The overall goal of our laboratory's research is to determine the cellular and molecular mechanisms underlying episodic gonadotropin-releasing hormone (GnRH) secretion, as well as to understand the role of GnRH in the presentation of various forms of hypothalamic infertility. GnRH neurons form the final common pathway for the central regulation of reproduction in all vertebrates. GnRH is released in a pulsatile pattern that is critical for release of gonadotropic hormones by the pituitary gland. Further, the frequency of GnRH release changes throughout the female reproductive cycle and these changes are prerequisite for shifting the relative levels of the two gonadotropins to allow for ovarian follicular development and maturation. Persistence of high frequency GnRH release is a hallmark of hyperandrogenic polycystic ovary syndrome (PCOS, recently renamed MORS, metabolic ovarian reproductive syndrome), which affects approximately 8% of women and is a major cause of infertility and other health problems, including diabetes and obesity.

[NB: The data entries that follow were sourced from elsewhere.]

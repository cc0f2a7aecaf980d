use std::path::PathBuf;

use clap::ValueEnum;

/// Host dialect of the generated source.
#[derive(Debug, Copy, Clone, Eq, PartialEq, Default, ValueEnum)]
pub enum Target {
    /// Object map of escaped string literals
    #[default]
    Script,
    /// Typed `Map<string, File>` of `u8[]` arrays
    #[value(name = "assemblyscript")]
    AssemblyScript,
}

/// Run-wide settings shared by single-file and batch conversion.
#[derive(Debug, Clone)]
pub struct Config {
    pub target: Target,
    /// Variable the declarations assign into.
    pub map_name: String,
    /// Skip files that fail to convert instead of aborting the run.
    pub keep_going: bool,
    /// Directory image names are resolved against.
    pub base_dir: Option<PathBuf>,
}

impl Default for Config {
    fn default() -> Self {
        Self {
            target: Target::default(),
            map_name: "files".to_string(),
            keep_going: false,
            base_dir: None,
        }
    }
}

impl Config {
    #[must_use]
    pub fn resolve(&self, name: &str) -> PathBuf {
        self.base_dir
            .as_ref()
            .map_or_else(|| PathBuf::from(name), |dir| dir.join(name))
    }
}
use std::fs::File;
use std::io::{BufReader, Read, Seek, SeekFrom};
use std::path::Path;

use tracing::debug;

use crate::error::DumpError;
use crate::format::{classify, Classified, ImageFormat};
use crate::types::{span, Address, ImageRecord};

const SYNC_BYTE: u8 = 0xE6;
const HEADER_LEN: usize = 4;

/// Opens the image at `path` and reads it according to the convention implied
/// by `name`. `name` is also what the key is derived from, so in directory
/// mode it is the bare file name while `path` points into the directory.
///
/// # Errors
///
/// Will return `Err` if the name has no extension, the file cannot be opened
/// or read, or it is shorter than its addresses claim
pub fn load_image(path: &Path, name: &str) -> Result<ImageRecord, DumpError> {
    let classified = classify(name)?;
    let file = File::open(path).map_err(|source| DumpError::Open {
        path: path.to_path_buf(),
        source,
    })?;
    read_image(&classified, BufReader::new(file))
}

/// # Errors
///
/// Will return `Err` if the image is truncated, too large for 16-bit
/// addressing, or the reader fails
pub fn read_image<R: Read + Seek>(
    classified: &Classified,
    mut reader: R,
) -> Result<ImageRecord, DumpError> {
    let name = classified.name.as_str();
    let record = match classified.format {
        ImageFormat::HeaderPrefixed => {
            let header = read_header(&mut reader, name)?;
            let start = Address::from_be_bytes(header[0], header[1]);
            let end = Address::from_be_bytes(header[2], header[3]);
            let bytes = read_exact_len(&mut reader, span(start, end), name, "payload")?;
            if has_trailing_data(&mut reader, name)? {
                debug!(name, "bytes past the declared end are ignored");
            }
            ImageRecord {
                name: classified.key.clone(),
                start,
                end,
                entry: start,
                bytes,
            }
        }
        format => {
            let size = file_size(&mut reader, name)?;
            let (start, end, entry) = headerless_range(format, size)
                .ok_or_else(|| DumpError::AddressOverflow {
                    name: name.to_string(),
                    size,
                })?;
            // Raw images record `end = size` but still carry exactly `size` bytes.
            let len = if format == ImageFormat::Raw {
                usize::from(end.0)
            } else {
                span(start, end)
            };
            let bytes = read_exact_len(&mut reader, len, name, "payload")?;
            ImageRecord {
                name: classified.key.clone(),
                start,
                end,
                entry,
                bytes,
            }
        }
    };

    debug!(
        name,
        key = %record.name,
        format = ?classified.format,
        start = %record.start,
        end = %record.end,
        entry = %record.entry,
        len = record.bytes.len(),
        "loaded image"
    );
    Ok(record)
}

/// Load range of a headerless image of `size` bytes, or `None` when the size
/// cannot be placed in a 64K address space.
#[must_use]
pub fn headerless_range(format: ImageFormat, size: u64) -> Option<(Address, Address, Address)> {
    match format {
        ImageFormat::Monitor => {
            let end = Address::TOP;
            let start = (u64::from(end.0).checked_add(1)?)
                .checked_sub(size)
                .filter(|_| size > 0)?;
            Some((Address(u16::try_from(start).ok()?), end, Address::MONITOR_ENTRY))
        }
        ImageFormat::Com => {
            let start = Address::TPA;
            let end = u64::from(start.0).checked_add(size)?.checked_sub(1)?;
            Some((start, Address(u16::try_from(end).ok()?), start))
        }
        ImageFormat::Raw => Some((Address(0), Address(u16::try_from(size).ok()?), Address(0))),
        ImageFormat::HeaderPrefixed => None,
    }
}

fn file_size<R: Seek>(reader: &mut R, name: &str) -> Result<u64, DumpError> {
    let size = reader.seek(SeekFrom::End(0)).map_err(|e| read_error(name, e))?;
    reader.rewind().map_err(|e| read_error(name, e))?;
    Ok(size)
}

fn read_header<R: Read>(reader: &mut R, name: &str) -> Result<[u8; HEADER_LEN], DumpError> {
    let mut first =
        read_exact_len(reader, 1, name, "header").map_err(|e| short_header(e, 0))?;
    if first[0] == SYNC_BYTE {
        first = read_exact_len(reader, 1, name, "header").map_err(|e| short_header(e, 0))?;
    }
    let rest = read_exact_len(reader, HEADER_LEN.saturating_sub(1), name, "header")
        .map_err(|e| short_header(e, 1))?;
    Ok([first[0], rest[0], rest[1], rest[2]])
}

/// Reports a short read inside the header against the whole header, with
/// `already` bytes of it read before the failing call.
fn short_header(e: DumpError, already: usize) -> DumpError {
    match e {
        DumpError::Truncated {
            name, what, found, ..
        } => DumpError::Truncated {
            name,
            what,
            expected: HEADER_LEN,
            found: found.saturating_add(already),
        },
        e => e,
    }
}

fn read_exact_len<R: Read>(
    reader: &mut R,
    len: usize,
    name: &str,
    what: &'static str,
) -> Result<Vec<u8>, DumpError> {
    let mut bytes = Vec::with_capacity(len);
    reader
        .take(u64::try_from(len).unwrap_or(u64::MAX))
        .read_to_end(&mut bytes)
        .map_err(|e| read_error(name, e))?;
    if bytes.len() < len {
        return Err(DumpError::Truncated {
            name: name.to_string(),
            what,
            expected: len,
            found: bytes.len(),
        });
    }
    Ok(bytes)
}

fn has_trailing_data<R: Read>(reader: &mut R, name: &str) -> Result<bool, DumpError> {
    let mut probe = [0u8; 1];
    let n = reader.read(&mut probe).map_err(|e| read_error(name, e))?;
    Ok(n > 0)
}

fn read_error(name: &str, source: std::io::Error) -> DumpError {
    DumpError::Read {
        name: name.to_string(),
        source,
    }
}
use std::path::Path;

use crate::error::DumpError;

/// Header convention of an image file, decided from its name alone.
#[derive(Debug, Copy, Clone, Eq, PartialEq)]
pub enum ImageFormat {
    /// `mon*.bin`/`mon*.COM`: monitor ROM parked at the top of memory.
    Monitor,
    /// `*.COM`: CP/M program loaded at 0x100.
    Com,
    /// `*.bin`: raw dump loaded at 0.
    Raw,
    /// Anything else: optional 0xE6 sync byte, then big-endian start and end.
    HeaderPrefixed,
}

impl ImageFormat {
    #[must_use]
    pub const fn is_headerless(self) -> bool {
        !matches!(self, Self::HeaderPrefixed)
    }
}

/// Outcome of classifying a file name: the format plus the key the image is
/// published under.
#[derive(Debug, Clone, Eq, PartialEq)]
pub struct Classified {
    pub name: String,
    pub format: ImageFormat,
    pub key: String,
}

/// # Errors
///
/// Will return `Err` if the file name has no `.` extension delimiter
pub fn classify(name: &str) -> Result<Classified, DumpError> {
    let file_name = Path::new(name)
        .file_name()
        .and_then(|n| n.to_str())
        .unwrap_or(name);
    let dot = file_name
        .find('.')
        .ok_or_else(|| DumpError::MissingExtension(name.to_string()))?;
    let extension = &file_name[dot..];

    let format = match extension {
        ".bin" | ".COM" if file_name.starts_with("mon") => ImageFormat::Monitor,
        ".COM" => ImageFormat::Com,
        ".bin" => ImageFormat::Raw,
        _ => ImageFormat::HeaderPrefixed,
    };

    let key = if format.is_headerless() {
        name.to_string()
    } else {
        name.strip_suffix(extension).unwrap_or(name).to_string()
    };

    Ok(Classified {
        name: name.to_string(),
        format,
        key,
    })
}

#[cfg(test)]
mod tests {
    use super::*;

    fn format_of(name: &str) -> ImageFormat {
        classify(name).unwrap().format
    }

    #[test]
    fn headerless_extensions_are_case_sensitive() {
        assert_eq!(format_of("data.bin"), ImageFormat::Raw);
        assert_eq!(format_of("GAME.COM"), ImageFormat::Com);
        assert_eq!(format_of("data.BIN"), ImageFormat::HeaderPrefixed);
        assert_eq!(format_of("game.com"), ImageFormat::HeaderPrefixed);
    }

    #[test]
    fn mon_prefix_wins_for_either_headerless_extension() {
        assert_eq!(format_of("mon32.bin"), ImageFormat::Monitor);
        assert_eq!(format_of("monitor.COM"), ImageFormat::Monitor);
        assert_eq!(format_of("roms/mon32.bin"), ImageFormat::Monitor);
        assert_eq!(format_of("mon32.rk"), ImageFormat::HeaderPrefixed);
        assert_eq!(format_of("xmon.bin"), ImageFormat::Raw);
    }

    #[test]
    fn first_dot_starts_the_extension() {
        let c = classify("game.v2.bin").unwrap();
        assert_eq!(c.format, ImageFormat::HeaderPrefixed);
        assert_eq!(c.key, "game");
    }

    #[test]
    fn keys_strip_only_header_prefixed_extensions() {
        assert_eq!(classify("game.img").unwrap().key, "game");
        assert_eq!(classify("data.bin").unwrap().key, "data.bin");
        assert_eq!(classify("TEST.COM").unwrap().key, "TEST.COM");
        assert_eq!(classify("files/klad.rk").unwrap().key, "files/klad");
    }

    #[test]
    fn dots_in_directories_do_not_count() {
        assert_eq!(classify("./roms/game.rk").unwrap().key, "./roms/game");
        assert!(matches!(
            classify("./roms/game"),
            Err(DumpError::MissingExtension(n)) if n == "./roms/game"
        ));
    }

    #[test]
    fn missing_extension_is_rejected() {
        assert!(matches!(classify("noext"), Err(DumpError::MissingExtension(_))));
    }
}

To study this system we use transgenic mouse models in which the jellyfish reporter green fluorescent protein (GFP) is genetically targeted to GnRH neurons or other neurons in the brain that are important for controlling GnRH neurons, such as those that produce kisspeptin. These mice enable us to identify living neurons in brain slices and study them using electrophysiological, imaging and molecular approaches. Our work on PCOS has examined the interface between metabolic perturbations and fertility, specifically testing how GnRH neurons sense energy availability. In vivo, we have examined the effects of high fat diet, fasting, and metformin therapy on fertility. Ongoing and future work is testing the effect of voluntary exercise (running wheels) on reproductive parameters and metabolic parameters. For the latter, the Animal Phenotyping Core provides essential expertise that allows us to examine mechanistic aspects that are beyond the capabilities of our own laboratory. Collaborations with fellow NORC members Carol Elias and Martin Myers on how metabolic cues are conveyed to the GnRH neuron have enriched our understanding of this system.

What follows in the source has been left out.